(Data items)
-- Opening Marker --

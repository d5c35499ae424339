// tests/support/mocks/repos.rs
use async_trait::async_trait;
use homeguide::domain::{
    article::{Article, ArticleFilter, ArticleReadRepository, ArticleSlug, ArticleSummary, SlugEntry},
    category::{Category, CategoryReadRepository},
    errors::{DomainError, DomainResult},
    subscriber::{NewSubscriber, SubscriberRepository},
};
use std::sync::{
    Arc, Mutex,
    atomic::{AtomicUsize, Ordering},
};

/// Article store held in memory. `down` makes every read fail the way an
/// unreachable backend would.
#[derive(Clone, Default)]
pub struct InMemoryArticles {
    articles: Arc<Vec<Article>>,
    down: bool,
    reads: Arc<AtomicUsize>,
}

impl InMemoryArticles {
    pub fn new(articles: Vec<Article>) -> Self {
        Self {
            articles: Arc::new(articles),
            ..Self::default()
        }
    }

    pub fn unreachable() -> Self {
        Self {
            down: true,
            ..Self::default()
        }
    }

    pub fn reads(&self) -> usize {
        self.reads.load(Ordering::SeqCst)
    }

    fn check(&self) -> DomainResult<()> {
        self.reads.fetch_add(1, Ordering::SeqCst);
        if self.down {
            Err(DomainError::Unavailable("connection refused".into()))
        } else {
            Ok(())
        }
    }
}

#[async_trait]
impl ArticleReadRepository for InMemoryArticles {
    async fn find_by_slug(&self, slug: &ArticleSlug) -> DomainResult<Option<Article>> {
        self.check()?;
        Ok(self.articles.iter().find(|a| &a.slug == slug).cloned())
    }

    async fn list(&self, filter: &ArticleFilter) -> DomainResult<Vec<ArticleSummary>> {
        self.check()?;
        Ok(self
            .articles
            .iter()
            .cloned()
            .map(ArticleSummary::from)
            .filter(|summary| {
                filter
                    .category
                    .as_deref()
                    .is_none_or(|category| summary.categories.iter().any(|title| title == category))
            })
            .collect())
    }

    async fn list_slugs(&self) -> DomainResult<Vec<SlugEntry>> {
        self.check()?;
        Ok(self
            .articles
            .iter()
            .map(|a| SlugEntry {
                slug: a.slug.clone(),
                published_at: a.published_at,
            })
            .collect())
    }
}

#[derive(Clone, Default)]
pub struct InMemoryCategories {
    categories: Vec<Category>,
}

impl InMemoryCategories {
    pub fn new(titles: &[&str]) -> Self {
        Self {
            categories: titles.iter().map(|t| Category::new(*t, None)).collect(),
        }
    }
}

#[async_trait]
impl CategoryReadRepository for InMemoryCategories {
    async fn list(&self) -> DomainResult<Vec<Category>> {
        Ok(self.categories.clone())
    }
}

/// Records every created subscriber; `failing` rejects writes.
#[derive(Clone, Default)]
pub struct RecordingSubscribers {
    created: Arc<Mutex<Vec<NewSubscriber>>>,
    failing: bool,
}

impl RecordingSubscribers {
    pub fn failing() -> Self {
        Self {
            failing: true,
            ..Self::default()
        }
    }

    pub fn created(&self) -> Vec<NewSubscriber> {
        self.created.lock().unwrap().clone()
    }
}

#[async_trait]
impl SubscriberRepository for RecordingSubscribers {
    async fn create(&self, subscriber: NewSubscriber) -> DomainResult<()> {
        if self.failing {
            return Err(DomainError::Persistence("write token rejected".into()));
        }
        self.created.lock().unwrap().push(subscriber);
        Ok(())
    }
}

-- Closing Marker --

Filtering the entries above by the word "DomainError", copy each line that matches.

    errors::{DomainError, DomainResult},
            Err(DomainError::Unavailable("connection refused".into()))
            return Err(DomainError::Persistence("write token rejected".into()));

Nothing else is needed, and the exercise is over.